Jodie Childers is a writer and documentary filmmaker based in Charlottesville, VA and Queens, NY. Her interests include 20th-century transnational American studies, Icelandic literature, cultural McCarthyism, and Cold War political rhetoric. She is an assistant professor at the University of Virginia, where she teaches courses in the Writing and Rhetoric Program.

She produced the documentary film The Other Parade which aired on RTÉ in Ireland. She also shot and directed Down by the Riverside, which premiered at The Woodstock Film Festival and was an official selection for the Athens International Film & Video Festival, the Capital City Film Festival, and the Berkshire International Film Festival. She has published her research in Comparative American Studies, Transatlantica, Resources for American Literary Studies, Jacobin, U.S. Studies Online, Boulevard, Middle West Review, and The Hopkins Review, among others. In 2018, she was awarded the Leifur Eiríksson Foundation Fellowship to pursue independent research and language study in Reykjavík, Iceland.

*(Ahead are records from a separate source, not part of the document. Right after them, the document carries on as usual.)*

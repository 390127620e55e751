// src/proc/terminate.rs

//! Two-phase group termination.
//!
//! Phase one sends the platform interrupt and gives the group a grace
//! period to exit voluntarily. Phase two kills the group and blocks until
//! the OS confirms death. Signal delivery errors are swallowed; only the
//! liveness check decides whether escalation continues.

use std::time::Duration;

use tokio::time::timeout;
use tracing::{debug, warn};

use super::ChildProcess;
use super::{signal_group_interrupt, signal_group_kill};

/// How long a group gets to exit voluntarily before the hard kill.
pub const DEFAULT_GRACE_PERIOD: Duration = Duration::from_secs(2);

/// Escalating termination of the child's process group.
///
/// Returns the observed exit status, or `None` when the status could not
/// be collected (the child is still guaranteed dead or dying by then; the
/// kill signal is unconditional).
pub async fn terminate_group(
    child: &mut ChildProcess,
    grace: Duration,
) -> Option<std::process::ExitStatus> {
    if let Err(e) = signal_group_interrupt(child.pid()).await {
        warn!(pid = child.pid(), error = %e, "group interrupt failed, escalating");
    }

    match timeout(grace, child.wait()).await {
        Ok(Ok(status)) => {
            debug!(pid = child.pid(), %status, "group exited within grace period");
            return Some(status);
        }
        Ok(Err(e)) => {
            warn!(pid = child.pid(), error = %e, "wait failed during grace period");
        }
        Err(_) => {
            debug!(pid = child.pid(), ?grace, "grace period elapsed, killing group");
        }
    }

    if let Err(e) = signal_group_kill(child.pid()).await {
        warn!(pid = child.pid(), error = %e, "group kill failed");
    }

    match child.wait().await {
        Ok(status) => {
            debug!(pid = child.pid(), %status, "group exited after kill");
            Some(status)
        }
        Err(e) => {
            warn!(pid = child.pid(), error = %e, "wait after kill failed");
            None
        }
    }
}
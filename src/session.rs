// src/session.rs

//! The download session: spawn, stream, parse, cancel, complete.
//!
//! [`Downloader`] is the supervisor facade. `start` spawns the tool and a
//! background task that owns the child end to end: it pulls merged output
//! lines, turns them into events, and runs the termination escalation when
//! a stop is requested. The caller's context never blocks on the child;
//! `request_stop` only flips a watch flag the background task acts on.

use std::path::{Path, PathBuf};
use std::process::ExitStatus;
use std::time::Duration;

use tokio::sync::{mpsc, watch};
use tracing::{debug, info, warn};

use crate::command::CommandSpec;
use crate::errors::{DlpilotError, Result};
use crate::events::{Completion, DownloadEvent};
use crate::parse;
use crate::proc::{
    ChildProcess, DEFAULT_GRACE_PERIOD, merged_lines, spawn_group, terminate_group,
};

/// Lifecycle phase of the in-flight session.
///
/// Phases only move forward; `Finished` releases the slot for the next
/// `start`. All transitions happen on the background task.
#[derive(Debug, Clone, Copy, PartialEq, Eq)]
enum Phase {
    Running,
    StopRequested,
    Terminating,
    Finished,
}

/// Handle to the one in-flight session.
struct Session {
    stop_tx: watch::Sender<bool>,
    phase_rx: watch::Receiver<Phase>,
}

/// Supervisor for one download subprocess at a time.
///
/// Events are posted to the channel given at construction, in read order,
/// ending with exactly one [`DownloadEvent::Completed`] per session. The
/// sends never block, so a slow consumer cannot stall the reader.
pub struct Downloader {
    events_tx: mpsc::UnboundedSender<DownloadEvent>,
    grace_period: Duration,
    session: Option<Session>,
}

impl Downloader {
    pub fn new(events_tx: mpsc::UnboundedSender<DownloadEvent>) -> Self {
        Self {
            events_tx,
            grace_period: DEFAULT_GRACE_PERIOD,
            session: None,
        }
    }

    /// Override the graceful-termination grace period.
    pub fn grace_period(mut self, grace: Duration) -> Self {
        self.grace_period = grace;
        self
    }

    /// Begin a session for the given invocation.
    ///
    /// Fails fast, before spawning, when a session is already active.
    /// Creates the target directory if absent. Spawn and directory failures
    /// are returned and also posted as [`DownloadEvent::Error`], and leave
    /// no session behind.
    pub fn start(&mut self, spec: CommandSpec) -> Result<()> {
        if self.is_active() {
            return Err(DlpilotError::SessionActive);
        }

        if let Err(source) = std::fs::create_dir_all(&spec.target_dir) {
            let err = DlpilotError::TargetDirError {
                dir: spec.target_dir.display().to_string(),
                source,
            };
            let _ = self.events_tx.send(DownloadEvent::Error(err.to_string()));
            return Err(err);
        }

        let mut child = match spawn_group(&spec) {
            Ok(child) => child,
            Err(err) => {
                let _ = self.events_tx.send(DownloadEvent::Error(err.to_string()));
                return Err(err);
            }
        };

        info!(pid = child.pid(), command = %spec.display_line(), "download session started");

        let (stop_tx, stop_rx) = watch::channel(false);
        let (phase_tx, phase_rx) = watch::channel(Phase::Running);

        let lines = merged_lines(child.take_stdout(), child.take_stderr());
        let events = self.events_tx.clone();
        let grace = self.grace_period;
        let target_dir = spec.target_dir.clone();
        tokio::spawn(run_session(
            child, lines, target_dir, events, stop_rx, phase_tx, grace,
        ));

        self.session = Some(Session { stop_tx, phase_rx });
        Ok(())
    }

    /// Ask the active session to stop; a no-op when none is active.
    ///
    /// Returns immediately. The background task notices the flag, runs the
    /// termination escalation, and posts a cancelled completion. Duplicate
    /// calls coalesce into one termination sequence.
    pub fn request_stop(&self) {
        match &self.session {
            Some(session) if *session.phase_rx.borrow() != Phase::Finished => {
                debug!("stop requested");
                let _ = session.stop_tx.send(true);
            }
            _ => debug!("stop requested with no active session, ignoring"),
        }
    }

    /// Whether a session is currently active. Non-blocking.
    pub fn is_active(&self) -> bool {
        match &self.session {
            Some(session) => *session.phase_rx.borrow() != Phase::Finished,
            None => false,
        }
    }
}

/// How the read loop ended.
enum ReadOutcome {
    /// Both pipes closed; the tool is exiting on its own.
    Drained,
    /// A stop request interrupted reading.
    Stopped,
}

async fn run_session(
    mut child: ChildProcess,
    mut lines: mpsc::UnboundedReceiver<String>,
    target_dir: PathBuf,
    events: mpsc::UnboundedSender<DownloadEvent>,
    mut stop_rx: watch::Receiver<bool>,
    phase_tx: watch::Sender<Phase>,
    grace: Duration,
) {
    let mut last_destination: Option<String> = None;

    let outcome = loop {
        let next = tokio::select! {
            maybe_line = lines.recv() => maybe_line,
            _ = wait_for_stop(&mut stop_rx) => break ReadOutcome::Stopped,
        };
        // Checked before handling so a line racing the stop request is
        // dropped rather than reported after the fact.
        if *stop_rx.borrow() {
            break ReadOutcome::Stopped;
        }
        match next {
            Some(raw) => {
                let line = raw.trim();
                if !line.is_empty() {
                    handle_line(line, &events, &mut last_destination);
                }
            }
            None => break ReadOutcome::Drained,
        }
    };

    match outcome {
        ReadOutcome::Stopped => finish_cancelled(child, &events, &phase_tx, grace).await,
        ReadOutcome::Drained => {
            // Pipes are closed, so exit is normally imminent; a stop
            // request must still win over a child that lingers anyway.
            let waited = tokio::select! {
                status = child.wait() => Some(status),
                _ = wait_for_stop(&mut stop_rx) => None,
            };
            match waited {
                Some(Ok(status)) => {
                    finish_exited(
                        status,
                        last_destination.take(),
                        &target_dir,
                        &events,
                        &phase_tx,
                    );
                }
                Some(Err(e)) => {
                    warn!(error = %e, "could not collect tool exit status");
                    let _ = events.send(DownloadEvent::Error(format!(
                        "could not collect tool exit status: {e}"
                    )));
                    let path = resolve_output_path(last_destination.take(), &target_dir, false);
                    set_phase(&phase_tx, Phase::Finished);
                    let _ = events.send(DownloadEvent::Completed(Completion::failed(None, path)));
                }
                None => finish_cancelled(child, &events, &phase_tx, grace).await,
            }
        }
    }
}

/// Log the line, then feed it to both parsers.
///
/// A destination fact only updates session state; it surfaces later in the
/// completion event. A progress fact is forwarded immediately, including
/// repeats.
fn handle_line(
    line: &str,
    events: &mpsc::UnboundedSender<DownloadEvent>,
    last_destination: &mut Option<String>,
) {
    let _ = events.send(DownloadEvent::Log(line.to_string()));

    if let Some(dest) = parse::parse_destination(line) {
        debug!(destination = %dest, "tool announced output file");
        *last_destination = Some(dest);
    }

    if let Some(percent) = parse::parse_progress(line) {
        let status = format!("Download progress: {percent:.1}%");
        let _ = events.send(DownloadEvent::Progress { percent, status });
    }
}

fn finish_exited(
    status: ExitStatus,
    last_destination: Option<String>,
    target_dir: &Path,
    events: &mpsc::UnboundedSender<DownloadEvent>,
    phase_tx: &watch::Sender<Phase>,
) {
    let path = resolve_output_path(last_destination, target_dir, status.success());
    let completion = if status.success() {
        info!(path = ?path, "download finished");
        Completion::succeeded(status.code().unwrap_or(0), path)
    } else {
        warn!(%status, "download tool exited with failure");
        Completion::failed(status.code(), path)
    };
    set_phase(phase_tx, Phase::Finished);
    let _ = events.send(DownloadEvent::Completed(completion));
}

async fn finish_cancelled(
    mut child: ChildProcess,
    events: &mpsc::UnboundedSender<DownloadEvent>,
    phase_tx: &watch::Sender<Phase>,
    grace: Duration,
) {
    set_phase(phase_tx, Phase::StopRequested);
    set_phase(phase_tx, Phase::Terminating);
    info!(pid = child.pid(), "stopping download tool");
    let status = terminate_group(&mut child, grace).await;
    let exit_code = status.and_then(|s| s.code());
    info!(?exit_code, "download stopped");
    set_phase(phase_tx, Phase::Finished);
    let _ = events.send(DownloadEvent::Completed(Completion::cancelled(exit_code)));
}

/// Wait until a stop has been requested.
///
/// An error means the session handle was dropped; with nobody left to
/// request a stop, park forever and let the other select arms decide.
async fn wait_for_stop(stop_rx: &mut watch::Receiver<bool>) {
    if stop_rx.wait_for(|stopped| *stopped).await.is_err() {
        std::future::pending::<()>().await;
    }
}

fn set_phase(phase_tx: &watch::Sender<Phase>, phase: Phase) {
    debug!(?phase, "session phase change");
    let _ = phase_tx.send(phase);
}

/// The path reported in the completion event.
///
/// Preferred: the last destination the tool announced, taken verbatim (the
/// tool prints these joined onto the target directory already). Fallback,
/// on success only: the newest file in the target directory.
fn resolve_output_path(
    last_destination: Option<String>,
    target_dir: &Path,
    success: bool,
) -> Option<PathBuf> {
    if let Some(dest) = last_destination {
        return Some(PathBuf::from(dest));
    }
    if !success {
        return None;
    }
    newest_file(target_dir)
}

/// Most recently modified plain file in `dir`.
///
/// Racy when other writers share the directory; acceptable as a fallback
/// only because sessions are serialized to one at a time.
fn newest_file(dir: &Path) -> Option<PathBuf> {
    let entries = match std::fs::read_dir(dir) {
        Ok(entries) => entries,
        Err(e) => {
            debug!(dir = %dir.display(), error = %e, "could not scan target directory");
            return None;
        }
    };

    let mut newest: Option<(std::time::SystemTime, PathBuf)> = None;
    for entry in entries.flatten() {
        let path = entry.path();
        if !path.is_file() {
            continue;
        }
        let modified = match entry.metadata().and_then(|m| m.modified()) {
            Ok(modified) => modified,
            Err(_) => continue,
        };
        let newer = match &newest {
            Some((best, _)) => modified > *best,
            None => true,
        };
        if newer {
            newest = Some((modified, path));
        }
    }
    newest.map(|(_, path)| path)
}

Her creative work has been featured in Poetry East, Appalachian Reckoning, the Journal of Working-Class Studies, Feral Feminisms, the Portland Review, Slippery Elm, Eleven Eleven, Red Wheelbarrow, Northern Appalachia Review, and elsewhere. She received the Dorothy Sargent Rosenberg Poetry Prize, the Himan Brown Award, Second Prize in the Ledge Fiction Contest, two Pushcart Prize nominations, and Honorable Mention in the Glimmer Train Open Fiction Contest. She has also been a finalist for the Tennessee Williams Festival Fiction Contest, the Slippery Elm Poetry Contest, the William Richey Short Fiction Contest, and the International Rita Dove Poetry Award. She holds a Ph.D. in English with a concentration in American studies from the University of Massachusetts Amherst and an M.F.A. in creative writing from Brooklyn College.

Her current book project, Performing Dissent: HUAC and the Rhetoric of Resistance, 1938–1960, examines dissent as rhetorical performance, analyzing how “unfriendly” artists on the cultural left defended themselves against accusations of un-American activity and carved out a space for creative expression in a period of cultural containment.